Supplied data ▸
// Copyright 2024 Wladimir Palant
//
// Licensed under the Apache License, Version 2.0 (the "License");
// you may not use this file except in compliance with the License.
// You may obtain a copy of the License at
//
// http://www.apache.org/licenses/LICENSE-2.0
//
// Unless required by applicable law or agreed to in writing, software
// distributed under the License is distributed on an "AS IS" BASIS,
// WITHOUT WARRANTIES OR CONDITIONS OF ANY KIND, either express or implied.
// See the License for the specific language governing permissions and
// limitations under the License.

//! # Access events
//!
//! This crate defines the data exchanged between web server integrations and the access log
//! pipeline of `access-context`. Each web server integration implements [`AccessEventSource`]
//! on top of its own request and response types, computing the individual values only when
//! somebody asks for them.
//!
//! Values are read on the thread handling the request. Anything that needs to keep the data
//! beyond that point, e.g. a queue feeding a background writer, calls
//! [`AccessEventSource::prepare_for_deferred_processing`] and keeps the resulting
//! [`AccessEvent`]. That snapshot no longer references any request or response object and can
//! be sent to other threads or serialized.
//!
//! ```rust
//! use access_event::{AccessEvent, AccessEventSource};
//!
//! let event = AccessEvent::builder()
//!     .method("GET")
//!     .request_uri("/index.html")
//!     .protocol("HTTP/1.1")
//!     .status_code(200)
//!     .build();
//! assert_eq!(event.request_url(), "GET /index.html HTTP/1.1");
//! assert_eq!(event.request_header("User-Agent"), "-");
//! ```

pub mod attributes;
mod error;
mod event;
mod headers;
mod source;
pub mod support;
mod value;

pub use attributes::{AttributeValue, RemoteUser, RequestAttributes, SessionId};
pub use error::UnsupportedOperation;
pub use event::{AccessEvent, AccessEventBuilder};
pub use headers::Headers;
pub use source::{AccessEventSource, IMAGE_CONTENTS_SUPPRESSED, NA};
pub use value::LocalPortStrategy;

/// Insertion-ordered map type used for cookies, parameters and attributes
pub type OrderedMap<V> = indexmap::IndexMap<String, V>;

---

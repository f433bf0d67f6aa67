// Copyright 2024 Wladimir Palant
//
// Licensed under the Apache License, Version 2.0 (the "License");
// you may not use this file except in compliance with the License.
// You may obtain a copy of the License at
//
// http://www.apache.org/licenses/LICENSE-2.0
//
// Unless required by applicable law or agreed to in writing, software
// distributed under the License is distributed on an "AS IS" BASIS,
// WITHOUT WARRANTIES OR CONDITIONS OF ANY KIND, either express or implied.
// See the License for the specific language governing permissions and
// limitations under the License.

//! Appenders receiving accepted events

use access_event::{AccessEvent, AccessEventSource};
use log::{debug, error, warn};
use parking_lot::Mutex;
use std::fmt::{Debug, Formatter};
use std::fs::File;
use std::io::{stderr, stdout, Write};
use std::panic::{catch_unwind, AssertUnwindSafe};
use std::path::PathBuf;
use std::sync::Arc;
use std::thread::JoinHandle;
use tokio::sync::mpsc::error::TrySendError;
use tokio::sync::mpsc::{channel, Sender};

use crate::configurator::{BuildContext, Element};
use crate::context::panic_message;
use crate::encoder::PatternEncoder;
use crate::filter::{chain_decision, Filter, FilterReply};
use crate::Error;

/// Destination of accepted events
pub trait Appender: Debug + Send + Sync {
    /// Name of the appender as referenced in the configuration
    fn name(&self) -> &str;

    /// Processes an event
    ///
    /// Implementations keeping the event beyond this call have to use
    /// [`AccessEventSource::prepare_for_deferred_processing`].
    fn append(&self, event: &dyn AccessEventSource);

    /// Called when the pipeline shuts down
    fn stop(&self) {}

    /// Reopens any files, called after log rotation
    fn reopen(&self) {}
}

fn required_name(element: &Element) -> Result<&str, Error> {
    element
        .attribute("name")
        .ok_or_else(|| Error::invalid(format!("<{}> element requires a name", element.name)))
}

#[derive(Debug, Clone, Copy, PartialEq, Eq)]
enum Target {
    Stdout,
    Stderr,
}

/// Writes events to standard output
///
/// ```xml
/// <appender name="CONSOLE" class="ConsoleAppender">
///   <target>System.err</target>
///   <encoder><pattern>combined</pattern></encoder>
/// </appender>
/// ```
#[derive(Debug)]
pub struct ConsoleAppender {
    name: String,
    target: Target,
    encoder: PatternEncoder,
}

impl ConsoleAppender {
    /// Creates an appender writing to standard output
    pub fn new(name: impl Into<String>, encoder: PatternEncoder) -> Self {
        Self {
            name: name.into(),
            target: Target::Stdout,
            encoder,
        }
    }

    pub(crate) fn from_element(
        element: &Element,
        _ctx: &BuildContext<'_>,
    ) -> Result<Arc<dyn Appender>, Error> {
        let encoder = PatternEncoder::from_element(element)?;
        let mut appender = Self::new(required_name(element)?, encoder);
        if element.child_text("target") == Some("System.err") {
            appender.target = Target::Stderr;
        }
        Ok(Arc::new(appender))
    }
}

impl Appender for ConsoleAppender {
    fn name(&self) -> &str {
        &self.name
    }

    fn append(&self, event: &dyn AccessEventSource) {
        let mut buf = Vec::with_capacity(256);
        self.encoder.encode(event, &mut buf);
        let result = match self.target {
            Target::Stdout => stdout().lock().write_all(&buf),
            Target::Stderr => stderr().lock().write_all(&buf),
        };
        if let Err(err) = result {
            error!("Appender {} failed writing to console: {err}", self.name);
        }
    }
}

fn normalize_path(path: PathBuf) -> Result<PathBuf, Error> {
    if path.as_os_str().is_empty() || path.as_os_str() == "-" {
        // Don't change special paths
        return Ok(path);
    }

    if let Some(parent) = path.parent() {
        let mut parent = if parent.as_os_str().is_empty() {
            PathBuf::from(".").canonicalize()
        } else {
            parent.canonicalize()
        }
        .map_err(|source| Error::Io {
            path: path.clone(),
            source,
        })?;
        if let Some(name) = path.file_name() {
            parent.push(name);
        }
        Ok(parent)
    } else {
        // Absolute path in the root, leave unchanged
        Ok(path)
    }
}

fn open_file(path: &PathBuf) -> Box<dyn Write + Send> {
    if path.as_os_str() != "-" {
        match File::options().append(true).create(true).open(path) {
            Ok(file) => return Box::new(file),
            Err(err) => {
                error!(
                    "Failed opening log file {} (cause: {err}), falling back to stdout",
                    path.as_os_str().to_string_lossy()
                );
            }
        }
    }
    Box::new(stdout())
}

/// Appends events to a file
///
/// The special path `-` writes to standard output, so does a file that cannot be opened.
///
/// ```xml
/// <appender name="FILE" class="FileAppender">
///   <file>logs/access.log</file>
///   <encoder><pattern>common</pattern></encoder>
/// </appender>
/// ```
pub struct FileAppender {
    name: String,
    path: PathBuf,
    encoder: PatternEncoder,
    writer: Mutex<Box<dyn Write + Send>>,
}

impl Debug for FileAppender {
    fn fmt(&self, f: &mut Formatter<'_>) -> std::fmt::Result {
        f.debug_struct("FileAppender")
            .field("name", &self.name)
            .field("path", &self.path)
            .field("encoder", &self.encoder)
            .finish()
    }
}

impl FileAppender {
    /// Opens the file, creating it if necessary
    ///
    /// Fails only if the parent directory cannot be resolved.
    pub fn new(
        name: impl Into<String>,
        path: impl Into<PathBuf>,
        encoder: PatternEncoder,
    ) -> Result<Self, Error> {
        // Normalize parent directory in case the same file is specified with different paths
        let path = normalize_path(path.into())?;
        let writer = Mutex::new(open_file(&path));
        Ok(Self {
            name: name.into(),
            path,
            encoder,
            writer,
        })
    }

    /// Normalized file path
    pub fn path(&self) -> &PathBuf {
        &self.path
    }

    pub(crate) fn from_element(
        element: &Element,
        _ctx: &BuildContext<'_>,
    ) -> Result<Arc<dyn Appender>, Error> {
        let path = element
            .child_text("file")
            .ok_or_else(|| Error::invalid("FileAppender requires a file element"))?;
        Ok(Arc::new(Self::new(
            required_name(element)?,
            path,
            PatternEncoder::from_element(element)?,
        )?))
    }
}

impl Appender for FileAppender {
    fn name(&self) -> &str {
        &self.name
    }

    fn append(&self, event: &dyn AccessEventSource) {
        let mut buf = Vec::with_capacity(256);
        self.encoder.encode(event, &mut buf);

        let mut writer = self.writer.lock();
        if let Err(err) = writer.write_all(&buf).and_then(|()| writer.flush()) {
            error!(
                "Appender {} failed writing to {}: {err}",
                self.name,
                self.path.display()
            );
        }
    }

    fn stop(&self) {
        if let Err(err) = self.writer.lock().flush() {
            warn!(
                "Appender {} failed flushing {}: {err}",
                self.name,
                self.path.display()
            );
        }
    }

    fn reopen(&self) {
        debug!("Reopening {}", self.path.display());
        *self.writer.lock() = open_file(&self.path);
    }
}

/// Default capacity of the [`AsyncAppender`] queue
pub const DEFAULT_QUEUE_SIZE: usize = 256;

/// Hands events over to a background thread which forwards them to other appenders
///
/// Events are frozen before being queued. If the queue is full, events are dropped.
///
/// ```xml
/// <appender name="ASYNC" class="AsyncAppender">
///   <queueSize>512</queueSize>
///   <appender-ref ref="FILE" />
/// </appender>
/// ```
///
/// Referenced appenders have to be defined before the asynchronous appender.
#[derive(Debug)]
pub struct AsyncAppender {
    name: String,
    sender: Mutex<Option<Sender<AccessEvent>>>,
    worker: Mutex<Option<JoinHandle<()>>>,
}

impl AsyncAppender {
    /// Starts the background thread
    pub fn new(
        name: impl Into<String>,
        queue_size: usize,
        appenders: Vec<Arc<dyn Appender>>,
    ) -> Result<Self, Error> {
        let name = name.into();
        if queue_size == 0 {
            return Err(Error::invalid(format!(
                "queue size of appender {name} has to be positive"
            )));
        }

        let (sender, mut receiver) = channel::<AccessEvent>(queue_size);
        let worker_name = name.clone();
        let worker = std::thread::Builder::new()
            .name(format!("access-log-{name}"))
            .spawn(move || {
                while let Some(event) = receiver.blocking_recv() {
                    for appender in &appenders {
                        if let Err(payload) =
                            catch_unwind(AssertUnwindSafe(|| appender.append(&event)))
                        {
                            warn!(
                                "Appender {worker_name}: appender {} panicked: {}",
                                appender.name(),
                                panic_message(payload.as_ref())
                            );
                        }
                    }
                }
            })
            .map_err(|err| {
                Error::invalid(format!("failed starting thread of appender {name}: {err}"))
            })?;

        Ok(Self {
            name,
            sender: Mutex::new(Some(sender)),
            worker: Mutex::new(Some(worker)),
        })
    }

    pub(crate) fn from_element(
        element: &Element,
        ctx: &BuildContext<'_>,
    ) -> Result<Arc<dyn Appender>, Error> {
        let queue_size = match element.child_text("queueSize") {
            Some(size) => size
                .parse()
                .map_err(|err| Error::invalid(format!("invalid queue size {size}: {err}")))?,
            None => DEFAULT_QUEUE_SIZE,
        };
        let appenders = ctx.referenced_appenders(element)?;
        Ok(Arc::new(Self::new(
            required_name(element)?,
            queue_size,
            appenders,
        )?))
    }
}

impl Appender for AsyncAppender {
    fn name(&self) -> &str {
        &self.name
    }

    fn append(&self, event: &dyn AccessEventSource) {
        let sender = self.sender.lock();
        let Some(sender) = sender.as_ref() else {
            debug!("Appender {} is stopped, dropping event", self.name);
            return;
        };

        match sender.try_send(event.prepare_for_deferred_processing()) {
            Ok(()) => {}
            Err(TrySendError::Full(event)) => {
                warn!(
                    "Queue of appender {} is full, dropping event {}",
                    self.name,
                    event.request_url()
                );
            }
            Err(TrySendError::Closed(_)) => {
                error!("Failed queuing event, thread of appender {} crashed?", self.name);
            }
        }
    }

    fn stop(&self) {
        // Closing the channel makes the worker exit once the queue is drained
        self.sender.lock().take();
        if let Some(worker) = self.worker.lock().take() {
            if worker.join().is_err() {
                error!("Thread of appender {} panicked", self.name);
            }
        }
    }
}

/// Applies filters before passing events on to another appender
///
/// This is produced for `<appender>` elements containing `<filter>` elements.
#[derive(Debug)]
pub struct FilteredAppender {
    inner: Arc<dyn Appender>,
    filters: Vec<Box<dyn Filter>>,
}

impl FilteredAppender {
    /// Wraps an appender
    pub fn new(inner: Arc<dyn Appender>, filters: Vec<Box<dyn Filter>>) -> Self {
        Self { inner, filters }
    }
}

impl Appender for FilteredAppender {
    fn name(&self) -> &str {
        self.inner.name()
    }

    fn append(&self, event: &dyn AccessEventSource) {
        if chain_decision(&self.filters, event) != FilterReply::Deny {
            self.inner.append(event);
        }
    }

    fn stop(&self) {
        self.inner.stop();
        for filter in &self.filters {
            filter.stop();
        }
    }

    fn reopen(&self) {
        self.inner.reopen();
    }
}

Task objective ▸
Wherever the string "PatternEncoder" appears in the entries, copy that line.

Worked solution ▸
use crate::encoder::PatternEncoder;
    encoder: PatternEncoder,
    pub fn new(name: impl Into<String>, encoder: PatternEncoder) -> Self {
        let encoder = PatternEncoder::from_element(element)?;
    encoder: PatternEncoder,
        encoder: PatternEncoder,
            PatternEncoder::from_element(element)?,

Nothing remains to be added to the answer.